**TASK**
Could you set down exactly the lines in the records below between the line holding "self.settle = settle;" and the line holding "if let AgentEvent::StepRecorded", inclusive?

[INPUT MATERIAL Boundary: Start]

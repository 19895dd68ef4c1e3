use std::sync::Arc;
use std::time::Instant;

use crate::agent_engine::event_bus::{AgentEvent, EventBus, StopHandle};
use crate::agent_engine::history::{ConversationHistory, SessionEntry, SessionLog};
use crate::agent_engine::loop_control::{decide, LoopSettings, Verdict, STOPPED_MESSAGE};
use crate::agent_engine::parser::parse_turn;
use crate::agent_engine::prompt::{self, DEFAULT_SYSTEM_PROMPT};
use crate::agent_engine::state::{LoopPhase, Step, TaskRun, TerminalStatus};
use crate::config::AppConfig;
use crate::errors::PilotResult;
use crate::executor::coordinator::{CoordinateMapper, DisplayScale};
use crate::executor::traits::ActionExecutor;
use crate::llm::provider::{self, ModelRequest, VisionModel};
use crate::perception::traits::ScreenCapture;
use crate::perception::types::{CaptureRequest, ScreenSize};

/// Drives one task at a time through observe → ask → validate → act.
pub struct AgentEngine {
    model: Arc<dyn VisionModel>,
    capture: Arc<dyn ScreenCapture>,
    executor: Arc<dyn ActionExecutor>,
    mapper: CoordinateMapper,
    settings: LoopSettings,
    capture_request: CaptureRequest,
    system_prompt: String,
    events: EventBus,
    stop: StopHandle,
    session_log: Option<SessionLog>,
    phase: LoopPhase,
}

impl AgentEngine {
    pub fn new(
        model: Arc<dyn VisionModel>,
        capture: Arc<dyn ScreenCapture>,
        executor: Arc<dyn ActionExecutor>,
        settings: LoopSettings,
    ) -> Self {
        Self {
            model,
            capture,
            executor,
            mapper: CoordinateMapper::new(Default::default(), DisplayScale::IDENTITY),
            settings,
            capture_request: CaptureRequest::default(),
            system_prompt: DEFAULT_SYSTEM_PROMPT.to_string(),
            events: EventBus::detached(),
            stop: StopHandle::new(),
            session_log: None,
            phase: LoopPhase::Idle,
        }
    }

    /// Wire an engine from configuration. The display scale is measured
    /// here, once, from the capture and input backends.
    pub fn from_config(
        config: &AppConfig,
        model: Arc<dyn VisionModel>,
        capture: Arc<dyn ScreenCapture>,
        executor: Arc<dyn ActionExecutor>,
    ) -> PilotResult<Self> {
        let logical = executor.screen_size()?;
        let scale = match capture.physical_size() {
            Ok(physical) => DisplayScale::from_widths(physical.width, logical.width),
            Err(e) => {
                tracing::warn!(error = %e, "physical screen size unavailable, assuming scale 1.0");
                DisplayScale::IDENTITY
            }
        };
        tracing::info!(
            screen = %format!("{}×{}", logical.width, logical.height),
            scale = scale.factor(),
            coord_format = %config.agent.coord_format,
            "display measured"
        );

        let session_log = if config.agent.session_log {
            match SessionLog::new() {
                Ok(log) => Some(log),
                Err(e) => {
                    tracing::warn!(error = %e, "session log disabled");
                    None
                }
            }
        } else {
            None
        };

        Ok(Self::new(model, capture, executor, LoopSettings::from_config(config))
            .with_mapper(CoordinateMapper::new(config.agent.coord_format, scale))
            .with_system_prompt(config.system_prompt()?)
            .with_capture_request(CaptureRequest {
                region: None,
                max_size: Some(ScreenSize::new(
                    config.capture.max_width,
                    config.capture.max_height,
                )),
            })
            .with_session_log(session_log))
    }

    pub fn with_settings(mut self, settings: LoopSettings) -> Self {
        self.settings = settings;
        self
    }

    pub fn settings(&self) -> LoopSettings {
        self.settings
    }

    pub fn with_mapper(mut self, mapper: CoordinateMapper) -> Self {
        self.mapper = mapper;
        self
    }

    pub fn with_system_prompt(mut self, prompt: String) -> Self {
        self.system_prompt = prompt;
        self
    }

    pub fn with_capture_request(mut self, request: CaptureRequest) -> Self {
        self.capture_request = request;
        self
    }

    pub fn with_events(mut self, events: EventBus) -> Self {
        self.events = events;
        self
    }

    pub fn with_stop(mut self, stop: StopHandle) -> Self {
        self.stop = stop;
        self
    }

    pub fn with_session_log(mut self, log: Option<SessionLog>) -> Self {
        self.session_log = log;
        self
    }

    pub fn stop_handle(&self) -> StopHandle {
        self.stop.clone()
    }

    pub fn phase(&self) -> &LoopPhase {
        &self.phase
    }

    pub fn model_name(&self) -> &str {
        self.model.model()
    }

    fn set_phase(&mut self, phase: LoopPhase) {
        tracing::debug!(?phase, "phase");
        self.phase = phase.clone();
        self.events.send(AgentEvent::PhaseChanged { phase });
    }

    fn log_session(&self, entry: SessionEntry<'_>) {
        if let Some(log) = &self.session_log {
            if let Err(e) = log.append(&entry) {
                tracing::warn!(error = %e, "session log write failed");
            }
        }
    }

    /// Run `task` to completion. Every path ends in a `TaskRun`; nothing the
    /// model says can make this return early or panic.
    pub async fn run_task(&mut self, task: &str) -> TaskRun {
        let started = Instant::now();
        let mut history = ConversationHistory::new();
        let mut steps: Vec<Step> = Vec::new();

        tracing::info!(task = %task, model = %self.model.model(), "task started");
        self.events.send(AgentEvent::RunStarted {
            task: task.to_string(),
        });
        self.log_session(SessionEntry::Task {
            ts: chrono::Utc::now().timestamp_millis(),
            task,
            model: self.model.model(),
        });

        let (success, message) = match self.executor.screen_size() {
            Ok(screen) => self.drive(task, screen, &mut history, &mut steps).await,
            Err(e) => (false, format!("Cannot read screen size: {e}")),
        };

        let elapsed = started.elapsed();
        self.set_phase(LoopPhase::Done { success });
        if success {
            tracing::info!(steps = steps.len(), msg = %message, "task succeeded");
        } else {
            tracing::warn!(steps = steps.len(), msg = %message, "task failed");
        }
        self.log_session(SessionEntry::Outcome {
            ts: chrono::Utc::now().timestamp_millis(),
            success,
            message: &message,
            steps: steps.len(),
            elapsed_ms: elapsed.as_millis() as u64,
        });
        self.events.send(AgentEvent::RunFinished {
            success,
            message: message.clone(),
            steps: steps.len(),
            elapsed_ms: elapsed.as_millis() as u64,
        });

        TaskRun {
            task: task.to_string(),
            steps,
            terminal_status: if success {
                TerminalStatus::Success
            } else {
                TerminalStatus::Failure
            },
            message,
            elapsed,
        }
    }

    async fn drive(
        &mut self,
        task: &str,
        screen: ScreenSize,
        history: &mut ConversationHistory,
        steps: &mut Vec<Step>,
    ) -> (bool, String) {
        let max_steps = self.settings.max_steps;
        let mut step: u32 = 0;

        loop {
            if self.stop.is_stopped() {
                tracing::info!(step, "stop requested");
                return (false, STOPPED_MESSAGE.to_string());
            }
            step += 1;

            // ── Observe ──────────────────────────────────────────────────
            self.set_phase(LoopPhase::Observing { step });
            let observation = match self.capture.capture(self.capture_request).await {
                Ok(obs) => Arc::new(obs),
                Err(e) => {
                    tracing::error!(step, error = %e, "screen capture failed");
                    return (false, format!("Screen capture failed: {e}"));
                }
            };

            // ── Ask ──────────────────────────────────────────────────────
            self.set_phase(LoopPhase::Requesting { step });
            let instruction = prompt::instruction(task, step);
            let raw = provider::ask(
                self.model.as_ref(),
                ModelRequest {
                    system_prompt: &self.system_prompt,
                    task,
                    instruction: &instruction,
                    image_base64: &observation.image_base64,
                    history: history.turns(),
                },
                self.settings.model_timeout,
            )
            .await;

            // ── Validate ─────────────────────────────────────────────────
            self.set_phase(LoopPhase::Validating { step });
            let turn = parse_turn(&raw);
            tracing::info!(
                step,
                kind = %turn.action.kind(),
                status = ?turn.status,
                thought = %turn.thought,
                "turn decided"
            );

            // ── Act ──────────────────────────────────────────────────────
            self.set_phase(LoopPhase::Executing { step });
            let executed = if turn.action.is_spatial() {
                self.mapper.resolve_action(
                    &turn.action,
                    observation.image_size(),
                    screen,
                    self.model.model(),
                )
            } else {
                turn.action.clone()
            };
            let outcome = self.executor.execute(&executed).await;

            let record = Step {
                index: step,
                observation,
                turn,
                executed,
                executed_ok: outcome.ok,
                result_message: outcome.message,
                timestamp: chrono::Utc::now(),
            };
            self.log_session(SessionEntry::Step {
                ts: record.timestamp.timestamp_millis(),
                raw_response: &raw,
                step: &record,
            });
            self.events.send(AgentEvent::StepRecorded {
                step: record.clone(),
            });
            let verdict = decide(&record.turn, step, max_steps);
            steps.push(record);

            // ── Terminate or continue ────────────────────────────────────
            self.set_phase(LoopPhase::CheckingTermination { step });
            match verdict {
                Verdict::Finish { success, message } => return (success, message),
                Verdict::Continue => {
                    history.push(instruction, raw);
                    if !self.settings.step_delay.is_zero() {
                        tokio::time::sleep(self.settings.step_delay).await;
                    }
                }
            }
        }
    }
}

[INPUT MATERIAL Boundary: End]
[INPUT MATERIAL Boundary: Start]

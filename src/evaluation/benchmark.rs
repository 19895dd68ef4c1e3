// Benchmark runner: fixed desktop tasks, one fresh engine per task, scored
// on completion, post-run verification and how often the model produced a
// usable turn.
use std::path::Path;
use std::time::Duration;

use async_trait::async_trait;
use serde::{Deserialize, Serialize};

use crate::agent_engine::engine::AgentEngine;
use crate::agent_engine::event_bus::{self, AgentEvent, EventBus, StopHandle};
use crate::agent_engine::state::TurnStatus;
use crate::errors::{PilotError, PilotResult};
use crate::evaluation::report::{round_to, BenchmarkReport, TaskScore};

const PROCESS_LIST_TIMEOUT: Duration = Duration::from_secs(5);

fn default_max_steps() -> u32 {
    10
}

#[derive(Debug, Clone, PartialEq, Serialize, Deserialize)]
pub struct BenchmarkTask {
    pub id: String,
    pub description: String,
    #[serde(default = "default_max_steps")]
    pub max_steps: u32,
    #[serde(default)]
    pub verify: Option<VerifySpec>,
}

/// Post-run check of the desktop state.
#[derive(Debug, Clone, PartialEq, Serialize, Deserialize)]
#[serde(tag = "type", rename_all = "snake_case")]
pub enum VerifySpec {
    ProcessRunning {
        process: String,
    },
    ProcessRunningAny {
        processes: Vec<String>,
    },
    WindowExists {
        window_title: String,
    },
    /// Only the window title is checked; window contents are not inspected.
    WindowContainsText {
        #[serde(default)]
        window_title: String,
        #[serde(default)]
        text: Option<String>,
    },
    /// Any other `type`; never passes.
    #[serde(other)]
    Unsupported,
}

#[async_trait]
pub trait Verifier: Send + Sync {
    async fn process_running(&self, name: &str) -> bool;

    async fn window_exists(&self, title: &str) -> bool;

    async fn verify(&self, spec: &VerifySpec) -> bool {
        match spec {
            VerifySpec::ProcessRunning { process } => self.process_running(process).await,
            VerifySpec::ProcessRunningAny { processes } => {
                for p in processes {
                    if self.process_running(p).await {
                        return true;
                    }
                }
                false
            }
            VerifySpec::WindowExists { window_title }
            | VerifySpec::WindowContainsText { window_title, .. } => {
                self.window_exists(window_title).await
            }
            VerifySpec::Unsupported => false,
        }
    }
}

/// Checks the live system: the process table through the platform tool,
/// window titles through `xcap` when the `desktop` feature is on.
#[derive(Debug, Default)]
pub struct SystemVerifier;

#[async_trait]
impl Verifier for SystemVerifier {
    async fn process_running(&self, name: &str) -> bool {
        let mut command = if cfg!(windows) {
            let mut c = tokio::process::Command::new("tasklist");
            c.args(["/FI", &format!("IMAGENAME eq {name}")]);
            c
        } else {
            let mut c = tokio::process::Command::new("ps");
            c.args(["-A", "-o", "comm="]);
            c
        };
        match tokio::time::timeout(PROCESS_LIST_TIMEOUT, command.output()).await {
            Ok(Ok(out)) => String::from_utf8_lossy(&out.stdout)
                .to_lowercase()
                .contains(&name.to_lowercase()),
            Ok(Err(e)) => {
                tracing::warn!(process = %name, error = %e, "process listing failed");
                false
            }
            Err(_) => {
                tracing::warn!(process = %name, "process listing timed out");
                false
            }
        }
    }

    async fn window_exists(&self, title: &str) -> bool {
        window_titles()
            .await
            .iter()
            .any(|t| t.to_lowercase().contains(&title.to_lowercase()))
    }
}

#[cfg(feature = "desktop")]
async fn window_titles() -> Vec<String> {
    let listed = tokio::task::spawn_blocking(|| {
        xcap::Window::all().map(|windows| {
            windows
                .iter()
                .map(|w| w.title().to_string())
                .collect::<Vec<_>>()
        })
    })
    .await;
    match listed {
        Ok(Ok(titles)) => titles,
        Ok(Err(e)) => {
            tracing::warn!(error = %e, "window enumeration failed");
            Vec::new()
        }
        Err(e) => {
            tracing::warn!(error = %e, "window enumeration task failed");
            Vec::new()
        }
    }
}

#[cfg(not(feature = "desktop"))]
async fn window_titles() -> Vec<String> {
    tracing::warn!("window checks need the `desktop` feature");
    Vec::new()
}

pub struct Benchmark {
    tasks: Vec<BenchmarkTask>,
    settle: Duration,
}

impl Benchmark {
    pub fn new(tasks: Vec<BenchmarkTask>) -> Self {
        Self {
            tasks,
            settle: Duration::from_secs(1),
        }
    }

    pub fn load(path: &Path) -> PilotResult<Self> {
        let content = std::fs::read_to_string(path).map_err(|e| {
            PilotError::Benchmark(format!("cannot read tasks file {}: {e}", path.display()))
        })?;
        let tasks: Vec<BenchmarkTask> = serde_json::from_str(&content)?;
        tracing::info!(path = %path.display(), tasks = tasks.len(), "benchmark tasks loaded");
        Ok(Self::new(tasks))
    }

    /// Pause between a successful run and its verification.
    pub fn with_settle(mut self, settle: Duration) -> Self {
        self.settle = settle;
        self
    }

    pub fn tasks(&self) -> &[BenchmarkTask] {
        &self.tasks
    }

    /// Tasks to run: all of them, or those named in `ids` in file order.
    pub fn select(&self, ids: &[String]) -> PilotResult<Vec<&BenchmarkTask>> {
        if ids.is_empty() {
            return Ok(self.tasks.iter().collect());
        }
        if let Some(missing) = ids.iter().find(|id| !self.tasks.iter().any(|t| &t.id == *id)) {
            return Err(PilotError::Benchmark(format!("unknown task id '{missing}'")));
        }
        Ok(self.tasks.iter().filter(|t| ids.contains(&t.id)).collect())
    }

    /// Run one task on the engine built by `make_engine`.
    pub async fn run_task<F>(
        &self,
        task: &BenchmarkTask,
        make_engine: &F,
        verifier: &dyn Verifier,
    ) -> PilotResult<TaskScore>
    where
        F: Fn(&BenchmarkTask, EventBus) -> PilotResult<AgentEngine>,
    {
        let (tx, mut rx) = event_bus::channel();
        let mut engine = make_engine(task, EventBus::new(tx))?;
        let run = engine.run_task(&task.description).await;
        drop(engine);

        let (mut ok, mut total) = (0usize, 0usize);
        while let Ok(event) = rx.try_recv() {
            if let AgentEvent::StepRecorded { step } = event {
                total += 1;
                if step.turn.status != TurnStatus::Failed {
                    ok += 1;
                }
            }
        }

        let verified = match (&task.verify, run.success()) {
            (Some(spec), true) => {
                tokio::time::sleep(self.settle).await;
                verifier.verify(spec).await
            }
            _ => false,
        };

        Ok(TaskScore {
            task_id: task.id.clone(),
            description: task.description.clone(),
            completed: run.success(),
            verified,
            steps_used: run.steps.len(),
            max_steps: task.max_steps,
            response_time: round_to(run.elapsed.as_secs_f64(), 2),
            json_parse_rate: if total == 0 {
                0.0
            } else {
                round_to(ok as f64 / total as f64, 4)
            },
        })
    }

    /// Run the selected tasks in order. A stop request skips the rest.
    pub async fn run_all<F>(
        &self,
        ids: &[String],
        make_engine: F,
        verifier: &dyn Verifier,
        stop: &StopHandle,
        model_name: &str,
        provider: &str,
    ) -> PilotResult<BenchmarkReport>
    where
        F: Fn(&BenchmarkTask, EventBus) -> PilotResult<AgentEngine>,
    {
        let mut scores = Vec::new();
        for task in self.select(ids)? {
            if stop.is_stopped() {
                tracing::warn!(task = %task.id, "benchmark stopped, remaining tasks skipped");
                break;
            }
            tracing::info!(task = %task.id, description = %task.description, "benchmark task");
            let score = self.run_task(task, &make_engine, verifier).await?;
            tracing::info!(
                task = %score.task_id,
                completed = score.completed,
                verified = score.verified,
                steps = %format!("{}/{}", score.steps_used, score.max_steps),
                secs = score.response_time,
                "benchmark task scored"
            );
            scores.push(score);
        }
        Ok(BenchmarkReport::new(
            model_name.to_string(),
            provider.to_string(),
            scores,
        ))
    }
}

[INPUT MATERIAL Boundary: End]

**ANSWER SPACE**
        self.settle = settle;
        self
    }

    pub fn tasks(&self) -> &[BenchmarkTask] {
        &self.tasks
    }

    /// Tasks to run: all of them, or those named in `ids` in file order.
    pub fn select(&self, ids: &[String]) -> PilotResult<Vec<&BenchmarkTask>> {
        if ids.is_empty() {
            return Ok(self.tasks.iter().collect());
        }
        if let Some(missing) = ids.iter().find(|id| !self.tasks.iter().any(|t| &t.id == *id)) {
            return Err(PilotError::Benchmark(format!("unknown task id '{missing}'")));
        }
        Ok(self.tasks.iter().filter(|t| ids.contains(&t.id)).collect())
    }

    /// Run one task on the engine built by `make_engine`.
    pub async fn run_task<F>(
        &self,
        task: &BenchmarkTask,
        make_engine: &F,
        verifier: &dyn Verifier,
    ) -> PilotResult<TaskScore>
    where
        F: Fn(&BenchmarkTask, EventBus) -> PilotResult<AgentEngine>,
    {
        let (tx, mut rx) = event_bus::channel();
        let mut engine = make_engine(task, EventBus::new(tx))?;
        let run = engine.run_task(&task.description).await;
        drop(engine);

        let (mut ok, mut total) = (0usize, 0usize);
        while let Ok(event) = rx.try_recv() {
            if let AgentEvent::StepRecorded { step } = event {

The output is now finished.